WORK ITEM: Give the number of lines in the data below that contain "targeting", with no other words.

Data records:
▬▬▬▬▬▬

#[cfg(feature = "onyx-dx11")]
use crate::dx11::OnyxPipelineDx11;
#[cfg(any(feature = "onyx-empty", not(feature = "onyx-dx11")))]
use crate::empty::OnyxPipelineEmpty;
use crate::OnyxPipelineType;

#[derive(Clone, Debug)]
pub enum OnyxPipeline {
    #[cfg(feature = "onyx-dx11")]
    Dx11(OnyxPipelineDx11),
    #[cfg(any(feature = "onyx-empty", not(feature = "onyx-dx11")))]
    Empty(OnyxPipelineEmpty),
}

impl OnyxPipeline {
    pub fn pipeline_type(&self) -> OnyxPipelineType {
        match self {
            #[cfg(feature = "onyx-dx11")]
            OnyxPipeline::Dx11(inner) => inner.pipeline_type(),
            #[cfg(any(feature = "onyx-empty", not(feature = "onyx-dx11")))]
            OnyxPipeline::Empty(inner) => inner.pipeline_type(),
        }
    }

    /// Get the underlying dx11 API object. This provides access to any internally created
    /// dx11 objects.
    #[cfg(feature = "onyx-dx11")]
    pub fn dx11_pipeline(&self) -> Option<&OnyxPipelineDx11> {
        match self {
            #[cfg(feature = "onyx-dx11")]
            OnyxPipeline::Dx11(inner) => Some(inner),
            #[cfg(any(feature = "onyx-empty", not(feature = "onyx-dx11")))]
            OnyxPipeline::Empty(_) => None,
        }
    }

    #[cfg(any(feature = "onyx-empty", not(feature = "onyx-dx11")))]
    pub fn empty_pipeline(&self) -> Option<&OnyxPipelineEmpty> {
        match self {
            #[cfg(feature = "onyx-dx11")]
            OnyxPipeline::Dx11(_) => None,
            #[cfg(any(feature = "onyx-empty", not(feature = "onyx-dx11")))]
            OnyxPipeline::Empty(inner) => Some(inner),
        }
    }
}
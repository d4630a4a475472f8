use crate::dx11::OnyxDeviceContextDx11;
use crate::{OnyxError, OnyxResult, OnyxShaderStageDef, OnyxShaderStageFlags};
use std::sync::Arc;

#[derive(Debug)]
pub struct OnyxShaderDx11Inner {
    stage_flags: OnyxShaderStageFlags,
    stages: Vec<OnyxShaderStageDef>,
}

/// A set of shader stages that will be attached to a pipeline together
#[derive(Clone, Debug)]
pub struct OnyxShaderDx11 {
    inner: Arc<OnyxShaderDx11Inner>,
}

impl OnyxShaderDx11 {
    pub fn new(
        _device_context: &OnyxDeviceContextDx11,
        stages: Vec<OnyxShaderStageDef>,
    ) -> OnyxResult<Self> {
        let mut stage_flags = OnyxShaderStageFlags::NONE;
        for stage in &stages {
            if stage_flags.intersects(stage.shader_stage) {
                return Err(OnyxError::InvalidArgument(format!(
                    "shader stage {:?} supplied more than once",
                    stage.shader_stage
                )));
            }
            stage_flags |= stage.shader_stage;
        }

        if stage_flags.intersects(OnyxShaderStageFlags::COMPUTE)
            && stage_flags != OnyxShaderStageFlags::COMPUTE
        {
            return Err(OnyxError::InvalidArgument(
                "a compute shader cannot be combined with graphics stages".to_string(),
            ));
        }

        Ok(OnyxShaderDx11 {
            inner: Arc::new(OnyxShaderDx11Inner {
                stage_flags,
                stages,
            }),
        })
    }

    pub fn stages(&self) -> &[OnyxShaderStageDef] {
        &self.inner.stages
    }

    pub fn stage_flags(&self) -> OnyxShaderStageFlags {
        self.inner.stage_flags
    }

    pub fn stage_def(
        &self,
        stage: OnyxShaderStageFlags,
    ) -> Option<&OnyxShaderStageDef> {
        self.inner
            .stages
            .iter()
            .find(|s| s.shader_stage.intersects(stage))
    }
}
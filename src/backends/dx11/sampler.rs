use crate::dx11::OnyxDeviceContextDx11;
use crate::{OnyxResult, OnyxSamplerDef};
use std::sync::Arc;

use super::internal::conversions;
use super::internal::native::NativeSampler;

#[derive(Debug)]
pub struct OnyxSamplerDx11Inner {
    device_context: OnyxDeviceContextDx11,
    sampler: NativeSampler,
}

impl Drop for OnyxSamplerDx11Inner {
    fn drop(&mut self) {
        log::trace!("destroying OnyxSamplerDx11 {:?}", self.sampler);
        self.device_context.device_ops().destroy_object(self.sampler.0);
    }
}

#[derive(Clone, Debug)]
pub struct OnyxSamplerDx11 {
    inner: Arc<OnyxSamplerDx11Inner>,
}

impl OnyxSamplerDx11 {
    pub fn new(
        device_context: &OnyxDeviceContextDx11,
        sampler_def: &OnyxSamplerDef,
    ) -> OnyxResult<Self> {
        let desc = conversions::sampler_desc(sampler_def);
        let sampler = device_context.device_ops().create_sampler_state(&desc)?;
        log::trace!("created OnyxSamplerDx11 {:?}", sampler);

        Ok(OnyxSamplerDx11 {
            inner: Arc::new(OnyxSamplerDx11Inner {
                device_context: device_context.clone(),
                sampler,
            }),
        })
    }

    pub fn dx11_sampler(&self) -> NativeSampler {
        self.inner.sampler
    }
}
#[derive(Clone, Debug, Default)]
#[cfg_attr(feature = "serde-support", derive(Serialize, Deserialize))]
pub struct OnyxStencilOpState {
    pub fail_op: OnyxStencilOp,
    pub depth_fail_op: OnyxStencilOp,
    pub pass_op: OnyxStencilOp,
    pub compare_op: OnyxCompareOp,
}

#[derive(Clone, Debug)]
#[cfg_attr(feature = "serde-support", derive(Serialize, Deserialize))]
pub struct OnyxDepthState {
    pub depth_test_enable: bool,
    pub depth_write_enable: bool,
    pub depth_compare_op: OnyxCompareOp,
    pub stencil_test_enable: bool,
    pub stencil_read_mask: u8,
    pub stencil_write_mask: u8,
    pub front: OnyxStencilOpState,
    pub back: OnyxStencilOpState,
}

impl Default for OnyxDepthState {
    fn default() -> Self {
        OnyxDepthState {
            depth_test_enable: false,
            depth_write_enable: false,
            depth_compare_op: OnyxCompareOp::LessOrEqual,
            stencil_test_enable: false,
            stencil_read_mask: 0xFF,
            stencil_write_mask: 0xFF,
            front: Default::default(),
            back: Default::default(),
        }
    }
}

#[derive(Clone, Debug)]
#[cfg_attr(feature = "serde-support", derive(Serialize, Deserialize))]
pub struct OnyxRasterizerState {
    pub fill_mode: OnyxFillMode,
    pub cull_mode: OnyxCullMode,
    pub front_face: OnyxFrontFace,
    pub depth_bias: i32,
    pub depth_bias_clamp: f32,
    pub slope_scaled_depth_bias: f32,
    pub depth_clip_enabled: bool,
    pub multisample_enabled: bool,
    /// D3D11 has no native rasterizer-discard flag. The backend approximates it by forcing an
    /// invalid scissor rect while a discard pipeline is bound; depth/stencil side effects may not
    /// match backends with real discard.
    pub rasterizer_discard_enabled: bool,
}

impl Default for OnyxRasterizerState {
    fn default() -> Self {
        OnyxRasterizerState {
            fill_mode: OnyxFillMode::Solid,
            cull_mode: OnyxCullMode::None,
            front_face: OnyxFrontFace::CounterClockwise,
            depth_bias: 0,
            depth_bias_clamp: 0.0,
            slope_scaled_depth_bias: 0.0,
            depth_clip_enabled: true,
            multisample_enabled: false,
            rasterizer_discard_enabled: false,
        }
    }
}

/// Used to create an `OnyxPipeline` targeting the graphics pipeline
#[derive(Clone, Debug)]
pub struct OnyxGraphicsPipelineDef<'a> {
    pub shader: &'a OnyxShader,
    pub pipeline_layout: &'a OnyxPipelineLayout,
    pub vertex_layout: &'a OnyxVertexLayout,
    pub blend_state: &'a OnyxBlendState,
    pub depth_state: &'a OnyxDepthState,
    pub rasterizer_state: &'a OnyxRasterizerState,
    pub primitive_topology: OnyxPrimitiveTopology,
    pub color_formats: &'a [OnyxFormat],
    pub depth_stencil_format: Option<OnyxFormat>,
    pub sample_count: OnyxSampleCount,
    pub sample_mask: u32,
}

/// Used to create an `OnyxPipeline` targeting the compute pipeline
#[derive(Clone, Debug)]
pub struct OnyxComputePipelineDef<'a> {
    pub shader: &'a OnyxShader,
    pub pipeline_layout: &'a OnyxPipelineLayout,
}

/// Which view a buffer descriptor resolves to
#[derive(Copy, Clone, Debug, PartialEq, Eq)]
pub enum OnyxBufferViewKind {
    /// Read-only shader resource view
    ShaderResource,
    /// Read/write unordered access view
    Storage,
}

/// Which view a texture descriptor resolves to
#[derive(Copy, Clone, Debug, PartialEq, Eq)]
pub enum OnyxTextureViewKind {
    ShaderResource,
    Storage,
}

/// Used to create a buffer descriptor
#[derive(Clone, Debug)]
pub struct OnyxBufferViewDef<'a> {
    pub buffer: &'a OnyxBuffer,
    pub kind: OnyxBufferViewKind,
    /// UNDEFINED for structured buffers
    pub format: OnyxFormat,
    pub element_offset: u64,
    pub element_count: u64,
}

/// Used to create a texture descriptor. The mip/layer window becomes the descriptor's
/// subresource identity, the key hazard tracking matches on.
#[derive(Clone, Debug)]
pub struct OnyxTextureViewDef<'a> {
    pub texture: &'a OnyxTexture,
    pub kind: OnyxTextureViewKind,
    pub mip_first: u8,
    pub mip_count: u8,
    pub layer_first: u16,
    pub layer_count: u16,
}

▬▬▬▬▬▬

TASK SOLUTION: 2